Reform and Remember

Reform and Remember

Matthew 5:1-12
Gospel Reading for All Saints Day (Year A)

October turns over to November with two significant days that often get buried under a pile of Halloween candy. The 31st is Reformation Day, which remembers Martin Luther nailing 95 theses on the Wittenberg church door protesting the shortcomings he saw in the church of his day. This action is considered the symbolic catalyst for the Protestant Reformation, a movement that dramatically transformed not just the Christian church, but all of Western Civilization.

Then today is All Saints Day. If you want to get into the weeds concerning a church holiday (and I always do), some celebrate All Saints Day as a memory of all the faithful who have gone before us. Others celebrate solely the canonized saints and then remember the rest on All Souls Day the next day. Because of my priesthood-of-all-believers-confessing Baptist roots, I tend towards remembering everyone on the same day. The way I see it, the lessons I learn from St. Francis of Assisi and my Grandma are equally profound and important.

Reformation Day and All Saints Day hold together our past, present, and future. The animating force behind the Reformation is that the church should always be moving forward to God’s calling of us. Since we are all flawed individuals, the Christian institutions are always stumbling in the vocation of loving God and neighbor. Thus we always need to take sober stock of the church’s actions and reform for a more Christlike tomorrow. All Saints celebrates the hope, courage, conviction, and failures of past Christians who can illuminate that way forward.

We need to reform and remember; perhaps now more than ever (though I suppose that is always true). There is good in many places, but we would be kidding ourselves if we said the American church is a shining city on a hill.

I was about to go in a direction in which I enumerated all the ways that we were falling short. This last week or so, I have been fighting the entropy of fear. I am genuinely concerned about what happens next and the church’s complicity in that. But I know from experience that operating from a place of fear and a feeling of scarcity does not move us towards that to which God calls us. So let me try to achieve escape velocity and write this:

God has this dream for this world that is far greater than you or I can imagine. It is a place where every person knows that they were created in the image of God and full of dignity. When people know that they and all around them are loved, they are spurred to pursue justice for one another. They take care of the orphan and widow. They feed the hungry. They seek to undo systems that dehumanize. They care for the creation which provides us all a home. When one faces trials and tribulations, they are not alone because a community comes to wrap them up in love.

It is a place where the poor in spirit and those who mourn can be called blessed. It is a place where a hunger and thirst for righteousness is as common as breathing the air. It is full of mercy and pure. It is a place where people pursue peace. When they face obstacles—because this broken world which has thrived on division will throw every obstacle possible—these people rejoice rather than whine because it means that they are getting somewhere.

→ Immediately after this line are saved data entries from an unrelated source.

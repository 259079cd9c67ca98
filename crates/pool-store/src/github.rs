//! GitHub contents API backend

use crate::store::{DocumentStore, WriteReceipt};
use crate::wire::{decode_content, encode_document, ContentsFile, ErrorBody, PutContents, PutResponse};
use async_trait::async_trait;
use pool_model::{Document, PoolError, PoolResult, Snapshot, VersionToken};
use reqwest::header::{HeaderMap, HeaderValue, ACCEPT, AUTHORIZATION, CACHE_CONTROL, USER_AGENT};
use serde::de::DeserializeOwned;
use serde::{Deserialize, Serialize};
use std::fmt;
use std::marker::PhantomData;

/// Default GitHub API base URL
const GITHUB_API_URL: &str = "https://api.github.com";

/// User agent string for API requests (GitHub rejects requests without one)
const USER_AGENT_VALUE: &str = concat!("egg-pool/", env!("CARGO_PKG_VERSION"));

/// Location of the shared document inside a repository
#[derive(Clone, Serialize, Deserialize)]
#[serde(default)]
pub struct GitHubContentsConfig {
    /// API base URL
    pub api_base: String,
    /// Repository owner
    pub owner: String,
    /// Repository name
    pub repo: String,
    /// Branch commits land on
    pub branch: String,
    /// Path of the JSON document inside the repository
    pub path: String,
    /// Personal access token; never written back out
    #[serde(skip_serializing)]
    pub token: Option<String>,
}

impl GitHubContentsConfig {
    /// Config for `owner/repo` with default branch and path
    #[must_use]
    pub fn new(owner: impl Into<String>, repo: impl Into<String>) -> Self {
        Self {
            owner: owner.into(),
            repo: repo.into(),
            ..Self::default()
        }
    }

    /// With access token
    #[must_use]
    pub fn with_token(mut self, token: impl Into<String>) -> Self {
        self.token = Some(token.into());
        self
    }

    /// With branch
    #[must_use]
    pub fn with_branch(mut self, branch: impl Into<String>) -> Self {
        self.branch = branch.into();
        self
    }

    /// With document path
    #[must_use]
    pub fn with_path(mut self, path: impl Into<String>) -> Self {
        self.path = path.into();
        self
    }

    /// With API base URL
    #[must_use]
    pub fn with_api_base(mut self, api_base: impl Into<String>) -> Self {
        self.api_base = api_base.into();
        self
    }

    /// Full contents endpoint for the document
    #[must_use]
    pub fn contents_url(&self) -> String {
        format!(
            "{}/repos/{}/{}/contents/{}",
            self.api_base.trim_end_matches('/'),
            self.owner,
            self.repo,
            self.path.trim_start_matches('/'),
        )
    }
}

impl Default for GitHubContentsConfig {
    fn default() -> Self {
        Self {
            api_base: GITHUB_API_URL.to_string(),
            owner: String::new(),
            repo: String::new(),
            branch: "main".to_string(),
            path: "eggs.json".to_string(),
            token: None,
        }
    }
}

impl fmt::Debug for GitHubContentsConfig {
    fn fmt(&self, f: &mut fmt::Formatter<'_>) -> fmt::Result {
        f.debug_struct("GitHubContentsConfig")
            .field("api_base", &self.api_base)
            .field("owner", &self.owner)
            .field("repo", &self.repo)
            .field("branch", &self.branch)
            .field("path", &self.path)
            .field("token", &self.token.as_ref().map(|_| "<redacted>"))
            .finish()
    }
}

/// Document store backed by one file in a GitHub repository
///
/// The blob sha returned by the contents API is the version token; GitHub
/// rejects a `PUT` whose `sha` is not the file's current sha.
pub struct GitHubContentsStore<R> {
    client: reqwest::Client,
    config: GitHubContentsConfig,
    url: String,
    _record: PhantomData<fn() -> R>,
}

impl<R> GitHubContentsStore<R> {
    /// Create a store for the configured document.
    ///
    /// # Errors
    /// - `Validation` if the token cannot be sent as a header
    /// - `Transport` if the HTTP client cannot be built
    pub fn new(config: GitHubContentsConfig) -> PoolResult<Self> {
        let mut headers = HeaderMap::new();
        headers.insert(
            ACCEPT,
            HeaderValue::from_static("application/vnd.github.v3+json"),
        );
        headers.insert(USER_AGENT, HeaderValue::from_static(USER_AGENT_VALUE));
        if let Some(token) = config.token.as_deref() {
            let mut value = HeaderValue::from_str(&format!("token {token}"))
                .map_err(|_| PoolError::validation("GitHub token contains invalid characters"))?;
            value.set_sensitive(true);
            headers.insert(AUTHORIZATION, value);
        }

        let client = reqwest::Client::builder()
            .default_headers(headers)
            .build()
            .map_err(|e| PoolError::transport(format!("failed to create HTTP client: {e}")))?;

        let url = config.contents_url();
        Ok(Self {
            client,
            config,
            url,
            _record: PhantomData,
        })
    }

    /// Contents endpoint this store talks to
    #[inline]
    #[must_use]
    pub fn contents_url(&self) -> &str {
        &self.url
    }

    /// Store configuration
    #[inline]
    #[must_use]
    pub fn config(&self) -> &GitHubContentsConfig {
        &self.config
    }
}

impl<R> fmt::Debug for GitHubContentsStore<R> {
    fn fmt(&self, f: &mut fmt::Formatter<'_>) -> fmt::Result {
        f.debug_struct("GitHubContentsStore")
            .field("config", &self.config)
            .finish_non_exhaustive()
    }
}

fn request_failed(err: &reqwest::Error) -> PoolError {
    PoolError::transport(format!("GitHub API request failed: {err}"))
}

#[async_trait]
impl<R> DocumentStore for GitHubContentsStore<R>
where
    R: Serialize + DeserializeOwned + Clone + Send + Sync + 'static,
{
    type Record = R;

    async fn read(&self) -> PoolResult<Snapshot<R>> {
        tracing::debug!("Reading document from {}", self.url);

        let response = self
            .client
            .get(&self.url)
            .query(&[("ref", self.config.branch.as_str())])
            .header(CACHE_CONTROL, "no-cache")
            .send()
            .await
            .map_err(|e| request_failed(&e))?;

        let status = response.status();
        if !status.is_success() {
            return Err(PoolError::transport_status(
                status.as_u16(),
                format!("GitHub API error: {}", status.as_u16()),
            ));
        }

        let file: ContentsFile = response
            .json()
            .await
            .map_err(|e| PoolError::transport(format!("malformed contents response: {e}")))?;
        let document = decode_content(&file.content)?;

        tracing::debug!(sha = %file.sha, records = document.len(), "Read document");
        Ok(Snapshot::new(document, VersionToken::new(file.sha)))
    }

    async fn write(
        &self,
        document: &Document<R>,
        version: &VersionToken,
        description: &str,
    ) -> PoolResult<WriteReceipt> {
        let body = PutContents {
            message: description,
            content: encode_document(document)?,
            sha: version.as_str(),
            branch: &self.config.branch,
        };

        let response = self
            .client
            .put(&self.url)
            .json(&body)
            .send()
            .await
            .map_err(|e| request_failed(&e))?;

        let status = response.status();
        if !status.is_success() {
            let code = status.as_u16();
            let text = response.text().await.unwrap_or_default();
            let message = serde_json::from_str::<ErrorBody>(&text)
                .unwrap_or_default()
                .message
                .filter(|m| !m.is_empty())
                .unwrap_or_else(|| format!("GitHub API error: {code}"));
            tracing::debug!(status = code, %message, "Conditional write rejected");
            return Err(PoolError::from_write_status(code, message));
        }

        // The revision exists at this point; an unreadable body must not turn
        // the write into a failure.
        match response.json::<PutResponse>().await {
            Ok(PutResponse {
                content: Some(contents),
            }) => Ok(WriteReceipt::new(VersionToken::new(contents.sha))),
            Ok(PutResponse { content: None }) => Ok(WriteReceipt::unversioned()),
            Err(e) => {
                tracing::warn!("Write succeeded but response was unreadable: {}", e);
                Ok(WriteReceipt::unversioned())
            }
        }
    }
}

#[cfg(test)]
mod tests {
    use super::*;

    #[test]
    fn contents_url_joins_segments() {
        let config = GitHubContentsConfig::new("ash-ketchum", "egglocke")
            .with_api_base("https://api.github.com/")
            .with_path("/data/eggs.json");
        assert_eq!(
            config.contents_url(),
            "https://api.github.com/repos/ash-ketchum/egglocke/contents/data/eggs.json"
        );
    }

    #[test]
    fn debug_redacts_token() {
        let config = GitHubContentsConfig::new("o", "r").with_token("ghp_secret");
        let rendered = format!("{config:?}");
        assert!(!rendered.contains("ghp_secret"));
        assert!(rendered.contains("<redacted>"));
    }

    #[test]
    fn token_is_not_serialized() {
        let config = GitHubContentsConfig::new("o", "r").with_token("ghp_secret");
        let json = serde_json::to_string(&config).unwrap();
        assert!(!json.contains("ghp_secret"));
    }

    #[test]
    fn store_creation() {
        let store =
            GitHubContentsStore::<serde_json::Value>::new(GitHubContentsConfig::new("o", "r"));
        assert!(store.is_ok());
    }

    #[test]
    fn rejects_token_with_newline() {
        let config = GitHubContentsConfig::new("o", "r").with_token("bad\ntoken");
        let err = GitHubContentsStore::<serde_json::Value>::new(config).unwrap_err();
        assert_eq!(err.kind(), pool_model::ErrorKind::Validation);
    }
}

It is a great banquet where every child of God has a seat at the table. It is a hospital that binds up the wounds that we inflict on ourselves and sets the bones broken by others. It is every person knowing what it feels like to see God sprinting towards them for an embrace because that is how much they are loved. It is a song, a shout, an infectious burst of joy.

It looks like Jesus. It sounds like the Sermon on the Mount. It is full of heart and humility. It sacrifices and loves. It stands firm against promises of earthly power and selfish pursuits. It stands up to that which would try to co-opt faith for personal gain. It is willing to lay down its life for others. And it has this God who can resurrect it from the dead.

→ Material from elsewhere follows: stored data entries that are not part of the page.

//! Error taxonomy for the egg pool
//!
//! Every failure that crosses a crate boundary is a [`PoolError`]. Callers
//! branch on [`PoolError::kind`], never on the message text; the message is
//! kept verbatim so it can be shown to an operator unchanged.

/// Discriminant of a [`PoolError`]
#[derive(Debug, Clone, Copy, PartialEq, Eq, Hash)]
pub enum ErrorKind {
    /// Version token mismatch on a conditional write (retryable)
    Conflict,
    /// Network failure or unexpected non-2xx response
    Transport,
    /// Entity lookup miss; a valid negative answer, not a fault
    NotFound,
    /// Caller input rejected before any network call
    Validation,
}

impl ErrorKind {
    /// Human-readable label
    #[inline]
    #[must_use]
    pub const fn label(self) -> &'static str {
        match self {
            Self::Conflict => "conflict",
            Self::Transport => "transport",
            Self::NotFound => "not found",
            Self::Validation => "validation",
        }
    }
}

impl std::fmt::Display for ErrorKind {
    fn fmt(&self, f: &mut std::fmt::Formatter<'_>) -> std::fmt::Result {
        f.write_str(self.label())
    }
}

/// Tagged error shared by stores, providers and workflows
///
/// `Display` renders the original message only.
#[derive(Debug, Clone, PartialEq, Eq, thiserror::Error)]
pub enum PoolError {
    /// Network failure or non-success response
    #[error("{message}")]
    Transport {
        /// HTTP status, when a response was received
        status: Option<u16>,
        /// Original message
        message: String,
    },

    /// Write rejected because the version token is stale
    #[error("{message}")]
    Conflict {
        /// HTTP status reported by the store (409 or 422)
        status: u16,
        /// Original message
        message: String,
    },

    /// Requested entity does not exist
    #[error("{message}")]
    NotFound {
        /// Original message
        message: String,
    },

    /// Caller-supplied input is incomplete
    #[error("{0}")]
    Validation(String),
}

impl PoolError {
    /// Transport failure without a response status
    pub fn transport(message: impl Into<String>) -> Self {
        Self::Transport {
            status: None,
            message: message.into(),
        }
    }

    /// Transport failure carrying the response status
    pub fn transport_status(status: u16, message: impl Into<String>) -> Self {
        Self::Transport {
            status: Some(status),
            message: message.into(),
        }
    }

    /// Version conflict
    pub fn conflict(status: u16, message: impl Into<String>) -> Self {
        Self::Conflict {
            status,
            message: message.into(),
        }
    }

    /// Lookup miss
    pub fn not_found(message: impl Into<String>) -> Self {
        Self::NotFound {
            message: message.into(),
        }
    }

    /// Rejected input
    pub fn validation(message: impl Into<String>) -> Self {
        Self::Validation(message.into())
    }

    /// Classify a failed conditional write by status code.
    ///
    /// 409 and 422 are conflicts; every other status is a transport failure.
    pub fn from_write_status(status: u16, message: impl Into<String>) -> Self {
        if matches!(status, 409 | 422) {
            Self::conflict(status, message)
        } else {
            Self::transport_status(status, message)
        }
    }

    /// Error discriminant
    #[inline]
    #[must_use]
    pub fn kind(&self) -> ErrorKind {
        match self {
            Self::Transport { .. } => ErrorKind::Transport,
            Self::Conflict { .. } => ErrorKind::Conflict,
            Self::NotFound { .. } => ErrorKind::NotFound,
            Self::Validation(_) => ErrorKind::Validation,
        }
    }

    /// HTTP status, if one was received
    #[inline]
    #[must_use]
    pub fn status(&self) -> Option<u16> {
        match self {
            Self::Transport { status, .. } => *status,
            Self::Conflict { status, .. } => Some(*status),
            Self::NotFound { .. } | Self::Validation(_) => None,
        }
    }

    /// Original message
    #[inline]
    #[must_use]
    pub fn message(&self) -> &str {
        match self {
            Self::Transport { message, .. }
            | Self::Conflict { message, .. }
            | Self::NotFound { message } => message,
            Self::Validation(message) => message,
        }
    }

    /// Only conflicts are worth retrying with a fresh read
    #[inline]
    #[must_use]
    pub fn is_retryable(&self) -> bool {
        self.kind() == ErrorKind::Conflict
    }
}

/// Result alias for egg pool operations
pub type PoolResult<T> = Result<T, PoolError>;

There are beautiful glimpses of this beloved community in the past. The saints—all who followed the way of Jesus—carried this dream around in their being. And when that light shone from them, it transformed the world around them. We ought to search for those spark like a treasure hunter scouring for gold. May those ignite our imagination to dream of ways we can live like Christ today; for Christians to be that light of the world. May we humbly seek God, always remember, always reform.